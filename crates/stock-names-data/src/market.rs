//! 시장 구분.

use serde::{Deserialize, Serialize};
use std::fmt;
use std::str::FromStr;

use crate::DataError;

/// 국내 주식 시장.
#[derive(Debug, Clone, Copy, PartialEq, Eq, Hash, Serialize, Deserialize)]
pub enum Market {
    /// 유가증권시장
    #[serde(rename = "KOSPI")]
    Kospi,
    /// 코스닥시장
    #[serde(rename = "KOSDAQ")]
    Kosdaq,
}

impl Market {
    /// 수집 순서대로 정렬된 전체 시장.
    pub const ALL: [Market; 2] = [Market::Kospi, Market::Kosdaq];

    /// 시장 이름 (KOSPI, KOSDAQ).
    pub fn as_str(&self) -> &'static str {
        match self {
            Market::Kospi => "KOSPI",
            Market::Kosdaq => "KOSDAQ",
        }
    }

    /// KRX 시장 코드 (STK, KSQ).
    pub fn krx_code(&self) -> &'static str {
        match self {
            Market::Kospi => "STK",
            Market::Kosdaq => "KSQ",
        }
    }
}

impl fmt::Display for Market {
    fn fmt(&self, f: &mut fmt::Formatter<'_>) -> fmt::Result {
        f.write_str(self.as_str())
    }
}

impl FromStr for Market {
    type Err = DataError;

    fn from_str(s: &str) -> Result<Self, Self::Err> {
        match s.to_uppercase().as_str() {
            "KOSPI" => Ok(Market::Kospi),
            "KOSDAQ" => Ok(Market::Kosdaq),
            other => Err(DataError::ParseError(format!("알 수 없는 시장: {}", other))),
        }
    }
}

#[cfg(test)]
mod tests {
    use super::*;

    #[test]
    fn test_market_codes() {
        assert_eq!(Market::Kospi.krx_code(), "STK");
        assert_eq!(Market::Kosdaq.krx_code(), "KSQ");
        assert_eq!(Market::ALL, [Market::Kospi, Market::Kosdaq]);
    }

    #[test]
    fn test_market_parse() {
        assert_eq!("kospi".parse::<Market>().unwrap(), Market::Kospi);
        assert_eq!("KOSDAQ".parse::<Market>().unwrap(), Market::Kosdaq);
        assert!("KONEX".parse::<Market>().is_err());
    }

    #[test]
    fn test_market_display_matches_serde() {
        let json = serde_json::to_string(&Market::Kosdaq).unwrap();
        assert_eq!(json, format!("\"{}\"", Market::Kosdaq));
    }
}
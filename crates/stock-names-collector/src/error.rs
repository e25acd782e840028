//! 에러 타입 정의.

use std::fmt;

use stock_names_data::DataError;

/// Collector 에러 타입
#[derive(Debug)]
pub enum CollectorError {
    /// 데이터 소스 에러 (종목 목록 조회 실패 등)
    Provider(DataError),
    /// 파일 입출력 에러
    Io(std::io::Error),
    /// CSV 직렬화 에러
    Csv(csv::Error),
    /// 설정 에러
    Config(String),
}

impl fmt::Display for CollectorError {
    fn fmt(&self, f: &mut fmt::Formatter<'_>) -> fmt::Result {
        match self {
            Self::Provider(e) => write!(f, "Data source error: {}", e),
            Self::Io(e) => write!(f, "I/O error: {}", e),
            Self::Csv(e) => write!(f, "CSV error: {}", e),
            Self::Config(msg) => write!(f, "Configuration error: {}", msg),
        }
    }
}

impl std::error::Error for CollectorError {
    fn source(&self) -> Option<&(dyn std::error::Error + 'static)> {
        match self {
            Self::Provider(e) => Some(e),
            Self::Io(e) => Some(e),
            Self::Csv(e) => Some(e),
            Self::Config(_) => None,
        }
    }
}

impl From<DataError> for CollectorError {
    fn from(err: DataError) -> Self {
        Self::Provider(err)
    }
}

impl From<std::io::Error> for CollectorError {
    fn from(err: std::io::Error) -> Self {
        Self::Io(err)
    }
}

impl From<csv::Error> for CollectorError {
    fn from(err: csv::Error) -> Self {
        Self::Csv(err)
    }
}

/// Result 타입 별칭
pub type Result<T> = std::result::Result<T, CollectorError>;
//! CSV 저장 모듈.
//!
//! 스프레드시트 호환을 위해 UTF-8 BOM을 붙여 저장합니다.

use std::fs::{self, File};
use std::io::Write;
use std::path::{Path, PathBuf};

use chrono::NaiveDate;

use crate::{Result, StockRecord};

/// UTF-8 BOM
pub const UTF8_BOM: &[u8] = b"\xEF\xBB\xBF";

/// CSV 헤더 (컬럼 순서 고정)
pub const CSV_HEADER: [&str; 3] = ["ticker", "name", "market"];

/// 출력 파일명 (`stock_names_YYYYMMDD.csv`).
pub fn output_file_name(date: NaiveDate) -> String {
    format!("stock_names_{}.csv", date.format("%Y%m%d"))
}

/// 출력 파일 경로.
pub fn output_path(dir: &Path, date: NaiveDate) -> PathBuf {
    dir.join(output_file_name(date))
}

/// 종목 레코드를 CSV 파일로 저장.
///
/// 레코드가 없어도 헤더 행은 기록합니다.
pub fn write_records(path: &Path, records: &[StockRecord]) -> Result<()> {
    let mut file = File::create(path)?;
    file.write_all(UTF8_BOM)?;

    let mut wtr = csv::WriterBuilder::new()
        .has_headers(false)
        .from_writer(file);

    wtr.write_record(CSV_HEADER)?;
    for record in records {
        wtr.serialize(record)?;
    }
    wtr.flush()?;

    Ok(())
}

/// `write_records`로 저장한 CSV 파일을 다시 읽음.
pub fn read_records(path: &Path) -> Result<Vec<StockRecord>> {
    let bytes = fs::read(path)?;
    let content = bytes.strip_prefix(UTF8_BOM).unwrap_or(&bytes[..]);

    let mut rdr = csv::Reader::from_reader(content);
    let records = rdr
        .deserialize()
        .collect::<std::result::Result<Vec<StockRecord>, csv::Error>>()?;

    Ok(records)
}

/// 저장된 파일 크기 (파일이 없으면 None).
pub fn file_size(path: &Path) -> Option<u64> {
    fs::metadata(path).ok().map(|m| m.len())
}

#[cfg(test)]
mod tests {
    use super::*;
    use stock_names_data::Market;

    /// 테스트 종료 시 삭제되는 임시 디렉토리.
    struct TempDir(PathBuf);

    impl TempDir {
        fn new() -> Self {
            let path =
                std::env::temp_dir().join(format!("stock-names-csv-{}", uuid::Uuid::new_v4()));
            fs::create_dir_all(&path).unwrap();
            Self(path)
        }

        fn join(&self, name: &str) -> PathBuf {
            self.0.join(name)
        }
    }

    impl Drop for TempDir {
        fn drop(&mut self) {
            let _ = fs::remove_dir_all(&self.0);
        }
    }

    #[test]
    fn test_output_file_name() {
        let date = NaiveDate::from_ymd_opt(2024, 3, 5).unwrap();
        assert_eq!(output_file_name(date), "stock_names_20240305.csv");
        assert_eq!(
            output_path(Path::new("/data"), date),
            PathBuf::from("/data/stock_names_20240305.csv")
        );
    }

    #[test]
    fn test_write_records_layout() {
        let dir = TempDir::new();
        let path = dir.join("layout.csv");
        let records = vec![
            StockRecord::new("005930", "삼성전자", Market::Kospi),
            StockRecord::new("091990", "셀트리온헬스케어", Market::Kosdaq),
        ];

        write_records(&path, &records).unwrap();
        let bytes = fs::read(&path).unwrap();

        assert!(bytes.starts_with(UTF8_BOM));
        let text = String::from_utf8(bytes[UTF8_BOM.len()..].to_vec()).unwrap();
        assert_eq!(
            text,
            "ticker,name,market\n005930,삼성전자,KOSPI\n091990,셀트리온헬스케어,KOSDAQ\n"
        );
    }

    #[test]
    fn test_write_records_empty_has_header() {
        let dir = TempDir::new();
        let path = dir.join("empty.csv");

        write_records(&path, &[]).unwrap();
        let bytes = fs::read(&path).unwrap();
        let records = read_records(&path).unwrap();

        assert_eq!(&bytes[UTF8_BOM.len()..], b"ticker,name,market\n");
        assert!(records.is_empty());
    }

    #[test]
    fn test_read_back_quoted_fields() {
        let dir = TempDir::new();
        let path = dir.join("quoted.csv");
        let records = vec![
            StockRecord::new("900110", "이스트아시아홀딩스, Inc.", Market::Kosdaq),
            StockRecord::new("000020", "동화\"약품\"", Market::Kospi),
        ];

        write_records(&path, &records).unwrap();
        let read_back = read_records(&path).unwrap();

        assert_eq!(read_back, records);
    }

    #[test]
    fn test_file_size_missing() {
        let dir = TempDir::new();
        assert_eq!(file_size(&dir.join("does-not-exist.csv")), None);
    }

    #[test]
    fn test_write_records_missing_dir_fails() {
        let dir = TempDir::new();
        let path = dir.join("no-such-dir").join("stock_names_20240102.csv");

        let result = write_records(&path, &[]);

        assert!(matches!(result, Err(crate::CollectorError::Io(_))));
        assert_eq!(file_size(&path), None);
    }
}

Instructions to follow: Counting only lines that contain the string "PathBuf", say how many appear in the listing above, with the number as the entire reply.

Reply: 5